- Problem to work on -
Word for word, reproduce the records that follow.
>>>
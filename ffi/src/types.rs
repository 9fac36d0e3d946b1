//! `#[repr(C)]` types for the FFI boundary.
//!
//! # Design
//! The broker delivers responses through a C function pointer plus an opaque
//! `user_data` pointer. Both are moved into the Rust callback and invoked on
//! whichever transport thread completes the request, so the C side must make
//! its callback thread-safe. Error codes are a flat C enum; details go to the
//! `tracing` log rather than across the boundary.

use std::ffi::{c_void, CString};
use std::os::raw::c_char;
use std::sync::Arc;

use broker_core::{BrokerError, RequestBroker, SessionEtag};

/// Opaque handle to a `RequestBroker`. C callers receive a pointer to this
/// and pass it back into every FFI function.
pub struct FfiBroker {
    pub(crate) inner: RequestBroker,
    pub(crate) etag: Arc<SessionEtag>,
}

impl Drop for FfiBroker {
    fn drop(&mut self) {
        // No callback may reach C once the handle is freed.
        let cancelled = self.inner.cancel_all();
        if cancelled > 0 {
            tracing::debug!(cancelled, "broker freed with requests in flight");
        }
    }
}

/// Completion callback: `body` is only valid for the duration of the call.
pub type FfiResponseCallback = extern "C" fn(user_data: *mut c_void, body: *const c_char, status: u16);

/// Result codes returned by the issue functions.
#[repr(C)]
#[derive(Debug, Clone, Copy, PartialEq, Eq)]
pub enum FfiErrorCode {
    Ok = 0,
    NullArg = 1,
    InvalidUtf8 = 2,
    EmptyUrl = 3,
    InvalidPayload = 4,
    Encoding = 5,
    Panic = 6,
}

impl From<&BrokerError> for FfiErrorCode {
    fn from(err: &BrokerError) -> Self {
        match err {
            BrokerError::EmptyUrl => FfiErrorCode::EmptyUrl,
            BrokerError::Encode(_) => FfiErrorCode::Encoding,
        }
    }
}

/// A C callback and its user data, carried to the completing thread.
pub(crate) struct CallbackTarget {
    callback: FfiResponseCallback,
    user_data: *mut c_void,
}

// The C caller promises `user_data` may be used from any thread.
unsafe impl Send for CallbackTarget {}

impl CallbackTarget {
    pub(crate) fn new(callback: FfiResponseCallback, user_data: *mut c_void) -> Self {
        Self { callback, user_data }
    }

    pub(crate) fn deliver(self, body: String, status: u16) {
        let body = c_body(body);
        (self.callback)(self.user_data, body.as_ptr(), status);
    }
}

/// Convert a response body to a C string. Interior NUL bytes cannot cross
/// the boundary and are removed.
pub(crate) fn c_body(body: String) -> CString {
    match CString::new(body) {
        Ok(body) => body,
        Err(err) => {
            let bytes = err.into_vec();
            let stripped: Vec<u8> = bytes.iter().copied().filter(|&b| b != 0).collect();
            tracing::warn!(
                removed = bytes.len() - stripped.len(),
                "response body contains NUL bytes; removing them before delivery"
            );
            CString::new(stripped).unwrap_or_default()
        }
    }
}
<<<
- Exercise result -
filename ffi/src/types.rs
repository 9fac36d0e3d946b1
//! `#[repr(C)]` types for the FFI boundary.
//!
//! # Design
//! The broker delivers responses through a C function pointer plus an opaque
//! `user_data` pointer. Both are moved into the Rust callback and invoked on
//! whichever transport thread completes the request, so the C side must make
//! its callback thread-safe. Error codes are a flat C enum; details go to the
//! `tracing` log rather than across the boundary.

use std::ffi::{c_void, CString};
use std::os::raw::c_char;
use std::sync::Arc;

use broker_core::{BrokerError, RequestBroker, SessionEtag};

/// Opaque handle to a `RequestBroker`. C callers receive a pointer to this
/// and pass it back into every FFI function.
pub struct FfiBroker {
    pub(crate) inner: RequestBroker,
    pub(crate) etag: Arc<SessionEtag>,
}

impl Drop for FfiBroker {
    fn drop(&mut self) {
        // No callback may reach C once the handle is freed.
        let cancelled = self.inner.cancel_all();
        if cancelled > 0 {
            tracing::debug!(cancelled, "broker freed with requests in flight");
        }
    }
}

/// Completion callback: `body` is only valid for the duration of the call.
pub type FfiResponseCallback = extern "C" fn(user_data: *mut c_void, body: *const c_char, status: u16);

/// Result codes returned by the issue functions.
#[repr(C)]
#[derive(Debug, Clone, Copy, PartialEq, Eq)]
pub enum FfiErrorCode {
    Ok = 0,
    NullArg = 1,
    InvalidUtf8 = 2,
    EmptyUrl = 3,
    InvalidPayload = 4,
    Encoding = 5,
    Panic = 6,
}

impl From<&BrokerError> for FfiErrorCode {
    fn from(err: &BrokerError) -> Self {
        match err {
            BrokerError::EmptyUrl => FfiErrorCode::EmptyUrl,
            BrokerError::Encode(_) => FfiErrorCode::Encoding,
        }
    }
}

/// A C callback and its user data, carried to the completing thread.
pub(crate) struct CallbackTarget {
    callback: FfiResponseCallback,
    user_data: *mut c_void,
}

// The C caller promises `user_data` may be used from any thread.
unsafe impl Send for CallbackTarget {}

impl CallbackTarget {
    pub(crate) fn new(callback: FfiResponseCallback, user_data: *mut c_void) -> Self {
        Self { callback, user_data }
    }

    pub(crate) fn deliver(self, body: String, status: u16) {
        let body = c_body(body);
        (self.callback)(self.user_data, body.as_ptr(), status);
    }
}

/// Convert a response body to a C string. Interior NUL bytes cannot cross
/// the boundary and are removed.
pub(crate) fn c_body(body: String) -> CString {
    match CString::new(body) {
        Ok(body) => body,
        Err(err) => {
            let bytes = err.into_vec();
            let stripped: Vec<u8> = bytes.iter().copied().filter(|&b| b != 0).collect();
            tracing::warn!(
                removed = bytes.len() - stripped.len(),
                "response body contains NUL bytes; removing them before delivery"
            );
            CString::new(stripped).unwrap_or_default()
        }
    }
}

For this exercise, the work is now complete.